Fujitsu has added more enhancements to make tape file IO faster. The first is faster access to a file’s physical address on tape storage. Each file on tape has a logical address (e.g. file no 10 is after file no 9); the file write order; and a physical address that indicates a position on the tape. Files are written along tracks and there are multiple parallel tracks on a ribbon of tape. A tape drive read head looks at the parallel tracks as the tape passes underneath it.

When a tape cartridge is loaded int a tape drive, the tape steams from its start point to its end -point. It then reverses direction and streams the tape the opposite way. Data is written in so-called wrap units. A wrap runs along a track and then ‘wraps around’ as the tape reverses direction, with the data written in a parallel track to the starting or previous track.

Fujitsu Labs said the distance between the tape start and a file’s logical address (running along the track wraps) and a file’s physical address, running along the physical tape, are different. Its virtual consolidated file system accepts multiple random file read requests and processes them, starting not with the logical address but the closest physical location on the tape.

File end detection

When writing to tape, write and error checking are performed in parallel. When an error occurs, only the part of the error that occurred after the end of writing is automatically rewritten. The actual end of the file is therefore pushed further along the track. Fujitsu states that it is difficult to predict the physical location where a rewrite has finished from the change in file size.

Its file system periodically measures the head position after writing the file to better estimate  the physical location (address) of each file.

Cross-tracking

The Fujitsu VCFS scheme processes random file read requests that are closest in physical address terms ands not necessarily in logical address terms. It can read files in different tracks, cross-tracking, rather than going sequentially along track 1 to its end, then track 2 to its end and so on, as a diagram shows; 

This can save considerable time.

Multiple file aggregation

The VCFS concept also groups many small files into a single larger container file. That container file is written and read in single operations instead of the many individual operations that would be needed to read and write the individual smaller files within it. Fujitsu calls this a multiple file aggregation function, and again it save time.

Fujitsu Labs tested the time taken to randomly read 100 x 100MB files from a tape containing 50,000 individual 100MB files. Using LTFS the operation took 5,400 seconds. It was 4.2 times faster with VCFS, completing in 1,300 seconds.

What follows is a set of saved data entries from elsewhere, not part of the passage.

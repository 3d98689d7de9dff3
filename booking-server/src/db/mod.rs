//! Database Module
//!
//! SQLite connection pool and embedded migrations

pub mod repository;

use crate::utils::AppError;
use sqlx::SqlitePool;
use sqlx::sqlite::{SqliteConnectOptions, SqliteJournalMode, SqlitePoolOptions, SqliteSynchronous};
use std::str::FromStr;
use std::time::Duration;

/// Database service, owns the SQLite connection pool
#[derive(Clone, Debug)]
pub struct DbService {
    pub pool: SqlitePool,
}

impl DbService {
    /// Open (or create) a database file in WAL mode and apply migrations
    pub async fn new(db_path: &str) -> Result<Self, AppError> {
        let options = SqliteConnectOptions::from_str(&format!("sqlite:{db_path}"))
            .map_err(|e| AppError::database(format!("Invalid database path: {e}")))?
            .create_if_missing(true)
            .journal_mode(SqliteJournalMode::Wal)
            .synchronous(SqliteSynchronous::Normal)
            .foreign_keys(true)
            // Wait up to 5s on write contention instead of failing
            .busy_timeout(Duration::from_millis(5000))
            .optimize_on_close(true, None);

        let pool = SqlitePoolOptions::new()
            .max_connections(5)
            .connect_with(options)
            .await
            .map_err(|e| AppError::database(format!("Failed to open database: {e}")))?;

        tracing::info!(path = %db_path, "Database connection established (SQLite WAL, busy_timeout=5000ms)");

        Self::migrate(&pool).await?;
        Ok(Self { pool })
    }

    /// Private in-memory database with the full schema
    ///
    /// A single connection: every `sqlite::memory:` connection is its own
    /// database.
    pub async fn in_memory() -> Result<Self, AppError> {
        let options = SqliteConnectOptions::from_str("sqlite::memory:")
            .map_err(|e| AppError::database(format!("Invalid database path: {e}")))?
            .foreign_keys(true);

        let pool = SqlitePoolOptions::new()
            .max_connections(1)
            .idle_timeout(None)
            .max_lifetime(None)
            .connect_with(options)
            .await
            .map_err(|e| AppError::database(format!("Failed to open database: {e}")))?;

        Self::migrate(&pool).await?;
        Ok(Self { pool })
    }

    async fn migrate(pool: &SqlitePool) -> Result<(), AppError> {
        sqlx::migrate!("./migrations")
            .run(pool)
            .await
            .map_err(|e| AppError::database(format!("Failed to apply migrations: {e}")))?;
        tracing::info!("Database migrations applied");
        Ok(())
    }
}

VCFS was also quicker when writing 256 x 1MB files to tape, taking 1.3 secs; a 1.9x advantage. Conventional LTFS took 2.5secs.

Fujitsu Labs thinks VCFS will make tape storage more attractive as an archival medium. The scheme is undergoing verification testing and commercialisation is hoped to be complete by the end of Fujitsu’s fiscal 2022.

The company will present VCFS at the 12th online) Forum on Data Engineering and Information Management (DEIM 2020), March 2-March 4.